- WORK REQUEST: Find every line in the records that holds the string "degree". Copy each one.

---- DATA SUPPLIED

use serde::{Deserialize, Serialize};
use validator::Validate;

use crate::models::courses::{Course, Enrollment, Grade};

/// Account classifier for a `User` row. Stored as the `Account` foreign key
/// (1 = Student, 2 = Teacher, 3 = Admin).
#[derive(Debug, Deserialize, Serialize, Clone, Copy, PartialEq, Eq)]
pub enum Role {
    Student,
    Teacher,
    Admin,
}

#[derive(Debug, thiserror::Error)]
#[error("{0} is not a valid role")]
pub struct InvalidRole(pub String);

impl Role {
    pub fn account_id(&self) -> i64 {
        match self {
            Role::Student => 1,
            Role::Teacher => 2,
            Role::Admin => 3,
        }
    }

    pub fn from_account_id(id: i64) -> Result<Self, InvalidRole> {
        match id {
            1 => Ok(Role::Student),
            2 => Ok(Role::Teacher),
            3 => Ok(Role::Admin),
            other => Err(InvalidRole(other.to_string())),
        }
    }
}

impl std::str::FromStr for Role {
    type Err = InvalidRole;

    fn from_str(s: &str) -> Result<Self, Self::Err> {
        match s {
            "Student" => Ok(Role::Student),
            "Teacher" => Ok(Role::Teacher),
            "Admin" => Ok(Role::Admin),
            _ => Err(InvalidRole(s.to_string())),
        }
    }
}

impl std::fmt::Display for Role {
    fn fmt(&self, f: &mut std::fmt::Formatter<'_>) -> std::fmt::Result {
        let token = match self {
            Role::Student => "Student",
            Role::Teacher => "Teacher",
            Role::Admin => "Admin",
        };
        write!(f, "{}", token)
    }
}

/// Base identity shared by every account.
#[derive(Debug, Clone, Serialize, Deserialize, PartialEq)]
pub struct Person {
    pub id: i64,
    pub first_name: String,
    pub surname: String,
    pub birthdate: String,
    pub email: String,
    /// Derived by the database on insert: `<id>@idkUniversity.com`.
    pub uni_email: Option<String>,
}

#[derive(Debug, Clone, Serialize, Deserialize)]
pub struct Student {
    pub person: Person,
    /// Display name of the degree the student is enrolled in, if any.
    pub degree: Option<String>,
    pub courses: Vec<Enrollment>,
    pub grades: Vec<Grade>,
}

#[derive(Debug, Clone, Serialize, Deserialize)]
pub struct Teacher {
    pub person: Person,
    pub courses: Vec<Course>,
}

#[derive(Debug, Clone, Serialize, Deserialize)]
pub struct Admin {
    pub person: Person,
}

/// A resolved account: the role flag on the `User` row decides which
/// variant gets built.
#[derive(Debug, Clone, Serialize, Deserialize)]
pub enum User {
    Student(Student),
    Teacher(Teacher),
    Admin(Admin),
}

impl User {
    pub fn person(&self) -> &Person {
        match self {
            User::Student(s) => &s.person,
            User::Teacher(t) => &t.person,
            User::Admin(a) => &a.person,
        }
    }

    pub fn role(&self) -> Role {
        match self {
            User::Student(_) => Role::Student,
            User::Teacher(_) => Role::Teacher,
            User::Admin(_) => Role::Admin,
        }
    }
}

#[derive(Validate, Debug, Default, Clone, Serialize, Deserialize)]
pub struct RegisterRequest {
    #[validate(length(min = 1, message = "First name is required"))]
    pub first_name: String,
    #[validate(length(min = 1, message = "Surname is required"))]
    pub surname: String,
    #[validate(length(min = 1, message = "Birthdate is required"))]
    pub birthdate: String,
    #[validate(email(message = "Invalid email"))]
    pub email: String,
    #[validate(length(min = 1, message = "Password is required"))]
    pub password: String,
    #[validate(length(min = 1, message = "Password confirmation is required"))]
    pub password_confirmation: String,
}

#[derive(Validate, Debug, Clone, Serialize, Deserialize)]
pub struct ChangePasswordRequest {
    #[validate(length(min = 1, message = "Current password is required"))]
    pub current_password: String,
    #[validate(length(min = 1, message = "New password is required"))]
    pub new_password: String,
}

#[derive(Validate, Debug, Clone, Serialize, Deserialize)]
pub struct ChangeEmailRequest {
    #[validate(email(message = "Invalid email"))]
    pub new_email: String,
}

--------

- ANSWER AREA:
    /// Display name of the degree the student is enrolled in, if any.
    pub degree: Option<String>,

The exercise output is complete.